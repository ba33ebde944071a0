//! End-to-end tests: JSON lines in, JSON lines out, with the Arch driver
//! running a shell script in place of mkarchiso.

use std::io::{self, Write};
use std::sync::atomic::{AtomicU64, Ordering};
use std::sync::{Arc, Mutex};
use std::time::{Duration, Instant};

use distroforge::dispatch::Dispatcher;
use distroforge::drivers::arch::{ArchDriver, ArchPaths, BuildSettings};
use distroforge::output::OutputSink;
use distroforge::plugin::PluginRegistry;
use distroforge::protocol::{
    BUILD_IN_PROGRESS, BUILD_NOT_FOUND, INVALID_PARAMS, PLUGIN_NOT_FOUND, PROJECT_NOT_FOUND,
};
use serde_json::{json, Value};
use tempfile::TempDir;

/// Writes three log lines, then drops an image where mkarchiso would.
/// `$5` is the `-o` directory, named after the project.
const BUILD_OK: &str = r#"for i in 1 2 3; do echo "step $i"; sleep 0.1; done; touch "$5/archlinux-$(basename "$5")-2024.01.01-x86_64.iso""#;
const BUILD_FAILS: &str = "echo 'error: failed to install packages' >&2; exit 3";
const BUILD_HANGS: &str = "echo started; sleep 30";

#[derive(Clone, Default)]
struct SharedBuf(Arc<Mutex<Vec<u8>>>);

impl Write for SharedBuf {
    fn write(&mut self, buf: &[u8]) -> io::Result<usize> {
        self.0.lock().unwrap().extend_from_slice(buf);
        Ok(buf.len())
    }
    fn flush(&mut self) -> io::Result<()> {
        Ok(())
    }
}

struct Engine {
    _tmp: TempDir,
    dispatcher: Dispatcher,
    out: SharedBuf,
    next_id: AtomicU64,
}

impl Engine {
    fn with_build_script(script: &str) -> Self {
        let tmp = TempDir::new().unwrap();
        let root = tmp.path();
        let arch = ArchDriver::new(
            ArchPaths {
                projects_root: root.join("projects"),
                isos_root: root.join("isos"),
                work_root: root.join("work/archiso"),
            },
            BuildSettings {
                tool: vec![
                    "sh".to_string(),
                    "-c".to_string(),
                    script.to_string(),
                    "mkarchiso".to_string(),
                ],
                log_poll_interval: Duration::from_millis(20),
                download_base: "/isos".to_string(),
            },
        )
        .unwrap();

        let mut plugins = PluginRegistry::new();
        plugins.register("arch", Arc::new(arch)).unwrap();
        let out = SharedBuf::default();
        Engine {
            _tmp: tmp,
            dispatcher: Dispatcher::new(plugins, OutputSink::new(out.clone())),
            out,
            next_id: AtomicU64::new(1),
        }
    }

    fn lines(&self) -> Vec<Value> {
        let bytes = self.out.0.lock().unwrap().clone();
        String::from_utf8(bytes)
            .unwrap()
            .lines()
            .map(|line| serde_json::from_str(line).expect("every output line is one JSON document"))
            .collect()
    }

    /// Send one request line and return its response.
    fn call(&self, method: &str, params: Value) -> Value {
        let id = self.next_id.fetch_add(1, Ordering::SeqCst);
        let line = json!({"jsonrpc": "2.0", "method": method, "params": params, "id": id});
        self.dispatcher.serve_line(&line.to_string()).unwrap();
        self.lines()
            .into_iter()
            .find(|line| line["id"] == id)
            .expect("response written before serve_line returns")
    }

    fn ok(&self, method: &str, params: Value) -> Value {
        let response = self.call(method, params);
        assert!(response.get("error").is_none(), "{method} failed: {response}");
        response["result"].clone()
    }

    fn error_code(&self, method: &str, params: Value) -> i64 {
        let response = self.call(method, params);
        response["error"]["code"]
            .as_i64()
            .unwrap_or_else(|| panic!("{method} unexpectedly succeeded: {response}"))
    }

    fn create_arch_project(&self) -> String {
        self.ok("engine.createProject", json!({"distro_id": "arch"}))["project_id"]
            .as_str()
            .unwrap()
            .to_string()
    }

    fn wait_for_terminal(&self, project_id: &str, build_id: &str) -> Value {
        let deadline = Instant::now() + Duration::from_secs(15);
        loop {
            let status = self.ok(
                "project.getBuildStatus",
                json!({"project_id": project_id, "build_id": build_id}),
            );
            if status["status"] == "completed" || status["status"] == "failed" {
                return status;
            }
            assert!(Instant::now() < deadline, "build {build_id} never finished");
            std::thread::sleep(Duration::from_millis(50));
        }
    }

    /// Notifications for one build, waiting until its stream_end marker.
    fn wait_for_stream_end(&self, build_id: &str) -> Vec<Value> {
        let deadline = Instant::now() + Duration::from_secs(15);
        loop {
            let notifications: Vec<Value> = self
                .lines()
                .into_iter()
                .filter(|line| line["id"].is_null() && line["result"]["build_id"] == build_id)
                .map(|line| line["result"].clone())
                .collect();
            if notifications.iter().any(|n| n["stream_end"] == true) {
                return notifications;
            }
            assert!(Instant::now() < deadline, "stream for {build_id} never ended");
            std::thread::sleep(Duration::from_millis(20));
        }
    }
}

#[test]
fn arch_project_builds_to_completion() {
    let engine = Engine::with_build_script(BUILD_OK);
    let project = engine.create_arch_project();

    assert_eq!(
        engine.ok(
            "project.setPackages",
            json!({"project_id": project, "packages": ["base", "linux"]})
        ),
        json!({"success": true})
    );
    assert_eq!(
        engine.ok("project.getPackages", json!({"project_id": project})),
        json!({"packages": ["base", "linux"]})
    );

    let ticket = engine.ok("project.buildIso", json!({"project_id": project}));
    assert_eq!(ticket["status"], "building");
    let build_id = ticket["build_id"].as_str().unwrap().to_string();

    let status = engine.wait_for_terminal(&project, &build_id);
    assert_eq!(status["status"], "completed", "{status}");
    assert_eq!(status["progress"], 100);
    let url = status["download_url"].as_str().unwrap();
    assert_eq!(
        url,
        format!("/isos/{project}/archlinux-{project}-2024.01.01-x86_64.iso")
    );
    assert_eq!(status["artifact_sha256"].as_str().unwrap().len(), 64);
    assert!(status["finished_at"].is_string());

    let details = engine.ok("project.getDetails", json!({"project_id": project}));
    assert_eq!(details["distro_id"], "arch");
    assert_eq!(details["packages"], json!(["base", "linux"]));
    assert_eq!(details["build_status"], "completed");
    assert_eq!(details["latest_build_id"], build_id.as_str());
}

#[test]
fn failed_build_is_reported_through_status() {
    let engine = Engine::with_build_script(BUILD_FAILS);
    let project = engine.create_arch_project();
    let build_id = engine.ok("project.buildIso", json!({"project_id": project}))["build_id"]
        .as_str()
        .unwrap()
        .to_string();

    let status = engine.wait_for_terminal(&project, &build_id);
    assert_eq!(status["status"], "failed");
    assert!(status["error_message"].as_str().unwrap().contains("exited"));
    assert!(status.get("download_url").is_none());

    // The engine keeps serving after a background failure.
    assert!(engine.ok("engine.ping", json!({}))["version"].is_string());
}

#[test]
fn unknown_distro_creates_nothing() {
    let engine = Engine::with_build_script(BUILD_OK);
    engine.create_arch_project();
    let before = engine.dispatcher.projects().len();

    assert_eq!(
        engine.error_code("engine.createProject", json!({"distro_id": "debian"})),
        PLUGIN_NOT_FOUND
    );
    assert_eq!(engine.dispatcher.projects().len(), before);
}

#[test]
fn unknown_project_is_rejected_by_every_action() {
    let engine = Engine::with_build_script(BUILD_OK);
    let params = json!({
        "project_id": "project-404",
        "build_id": "build-1",
        "packages": ["base"],
        "bootloader": "grub",
        "hostname": "box",
    });
    for action in [
        "getDetails",
        "setPackages",
        "getPackages",
        "setBootloader",
        "getBootloader",
        "setHostname",
        "getHostname",
        "buildIso",
        "streamBuildOutput",
        "getBuildStatus",
        "cancelBuild",
    ] {
        assert_eq!(
            engine.error_code(&format!("project.{action}"), params.clone()),
            PROJECT_NOT_FOUND,
            "{action}"
        );
    }
}

#[test]
fn configuration_setters_validate_and_persist() {
    let engine = Engine::with_build_script(BUILD_OK);
    let project = engine.create_arch_project();

    let details = engine.ok("project.getDetails", json!({"project_id": project}));
    assert_eq!(details["bootloader"], "grub/syslinux");
    assert_eq!(details["hostname"], "");
    assert_eq!(details["build_status"], "none");
    assert_eq!(details["packages"], json!(["base", "linux", "xf86-video-vesa"]));

    engine.ok(
        "project.setBootloader",
        json!({"project_id": project, "bootloader": "systemd-boot"}),
    );
    engine.ok(
        "project.setHostname",
        json!({"project_id": project, "hostname": "forge-01"}),
    );
    assert_eq!(
        engine.ok("project.getBootloader", json!({"project_id": project})),
        json!({"bootloader": "systemd-boot"})
    );
    assert_eq!(
        engine.ok("project.getHostname", json!({"project_id": project})),
        json!({"hostname": "forge-01"})
    );

    assert_eq!(
        engine.error_code(
            "project.setHostname",
            json!({"project_id": project, "hostname": "not a hostname"})
        ),
        INVALID_PARAMS
    );
    assert_eq!(
        engine.error_code(
            "project.setPackages",
            json!({"project_id": project, "packages": ["two words"]})
        ),
        INVALID_PARAMS
    );
    assert_eq!(
        engine.error_code("project.setBootloader", json!({"project_id": project})),
        INVALID_PARAMS
    );
}

#[test]
fn create_project_applies_options() {
    let engine = Engine::with_build_script(BUILD_OK);
    let created = engine.ok(
        "engine.createProject",
        json!({"distro_id": "arch", "packages": ["base"], "hostname": "kiosk", "bootloader": "grub"}),
    );
    let project = created["project_id"].as_str().unwrap();

    let details = engine.ok("project.getDetails", json!({"project_id": project}));
    assert_eq!(details["packages"], json!(["base"]));
    assert_eq!(details["hostname"], "kiosk");
    assert_eq!(details["bootloader"], "grub");

    let before = engine.dispatcher.projects().len();
    assert_eq!(
        engine.error_code(
            "engine.createProject",
            json!({"distro_id": "arch", "bootloader": "lilo"})
        ),
        INVALID_PARAMS
    );
    assert_eq!(engine.dispatcher.projects().len(), before);
}

#[test]
fn streamed_log_ends_with_marker() {
    let engine = Engine::with_build_script(BUILD_OK);
    let project = engine.create_arch_project();
    let build_id = engine.ok("project.buildIso", json!({"project_id": project}))["build_id"]
        .as_str()
        .unwrap()
        .to_string();

    let ack = engine.ok(
        "project.streamBuildOutput",
        json!({"project_id": project, "build_id": build_id}),
    );
    assert_eq!(ack["build_id"], build_id.as_str());
    assert!(ack["message"].is_string());

    let notifications = engine.wait_for_stream_end(&build_id);
    let log_lines: Vec<&str> = notifications
        .iter()
        .filter_map(|n| n["log_line"].as_str())
        .collect();
    assert_eq!(log_lines, vec!["step 1", "step 2", "step 3"]);

    let end = notifications.last().unwrap();
    assert_eq!(end["stream_end"], true);
    assert_eq!(end["status"], "completed");
    assert_eq!(end["project_id"], project.as_str());
}

#[test]
fn streaming_unknown_build_is_an_error() {
    let engine = Engine::with_build_script(BUILD_OK);
    let project = engine.create_arch_project();
    assert_eq!(
        engine.error_code(
            "project.streamBuildOutput",
            json!({"project_id": project, "build_id": "build-99"})
        ),
        BUILD_NOT_FOUND
    );
    assert_eq!(
        engine.error_code("project.streamBuildOutput", json!({"project_id": project})),
        INVALID_PARAMS
    );
}

#[test]
fn concurrent_streams_never_tear_lines() {
    let engine = Engine::with_build_script(BUILD_OK);
    let first = engine.create_arch_project();
    let second = engine.create_arch_project();

    let mut builds = Vec::new();
    for project in [&first, &second] {
        let build_id = engine.ok("project.buildIso", json!({"project_id": project}))["build_id"]
            .as_str()
            .unwrap()
            .to_string();
        engine.ok(
            "project.streamBuildOutput",
            json!({"project_id": project, "build_id": build_id}),
        );
        builds.push(build_id);
    }

    // lines() parses every output line, so a torn line fails here.
    for build_id in &builds {
        let notifications = engine.wait_for_stream_end(build_id);
        let log_lines = notifications.iter().filter(|n| n["log_line"].is_string()).count();
        assert_eq!(log_lines, 3, "{build_id}");
    }
}

#[test]
fn overlapping_build_is_rejected_until_cancelled() {
    let engine = Engine::with_build_script(BUILD_HANGS);
    let project = engine.create_arch_project();

    let build_id = engine.ok("project.buildIso", json!({"project_id": project}))["build_id"]
        .as_str()
        .unwrap()
        .to_string();
    let response = engine.call("project.buildIso", json!({"project_id": project}));
    assert_eq!(response["error"]["code"], BUILD_IN_PROGRESS);
    assert_eq!(response["error"]["data"]["build_id"], build_id.as_str());

    engine.ok(
        "project.cancelBuild",
        json!({"project_id": project, "build_id": build_id}),
    );
    let status = engine.wait_for_terminal(&project, &build_id);
    assert_eq!(status["status"], "failed");
    assert_eq!(status["error_message"], "build cancelled");

    // Cancelling a terminal build changes nothing.
    let again = engine.ok(
        "project.cancelBuild",
        json!({"project_id": project, "build_id": build_id}),
    );
    assert_eq!(again["status"], "failed");

    let next = engine.ok("project.buildIso", json!({"project_id": project}));
    assert_ne!(next["build_id"], build_id.as_str());
    engine.ok(
        "project.cancelBuild",
        json!({"project_id": project, "build_id": next["build_id"]}),
    );
    engine.wait_for_terminal(&project, next["build_id"].as_str().unwrap());
}

#[test]
fn protocol_errors_keep_correlation_ids() {
    let engine = Engine::with_build_script(BUILD_OK);

    engine.dispatcher.serve_line("{\"jsonrpc\":").unwrap();
    engine
        .dispatcher
        .serve_line(r#"{"jsonrpc":"2.0","method":"engine.ping","params":[1],"id":"p"}"#)
        .unwrap();
    engine
        .dispatcher
        .serve_line(r#"{"jsonrpc":"2.0","method":"ping","id":"m"}"#)
        .unwrap();

    let lines = engine.lines();
    assert_eq!(lines[0]["error"]["code"], -32700);
    assert!(lines[0]["id"].is_null());
    assert_eq!(lines[1]["error"]["code"], -32602);
    assert_eq!(lines[1]["id"], "p");
    assert_eq!(lines[2]["error"]["code"], -32601);
    assert_eq!(
        lines[2]["error"]["message"],
        "Invalid method format. Expected 'namespace.method'"
    );
}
***
- _The task_
Pick out all lines from the data above in which the word "ArchPaths" appears.

- _Exercise solution_
use distroforge::drivers::arch::{ArchDriver, ArchPaths, BuildSettings};
            ArchPaths {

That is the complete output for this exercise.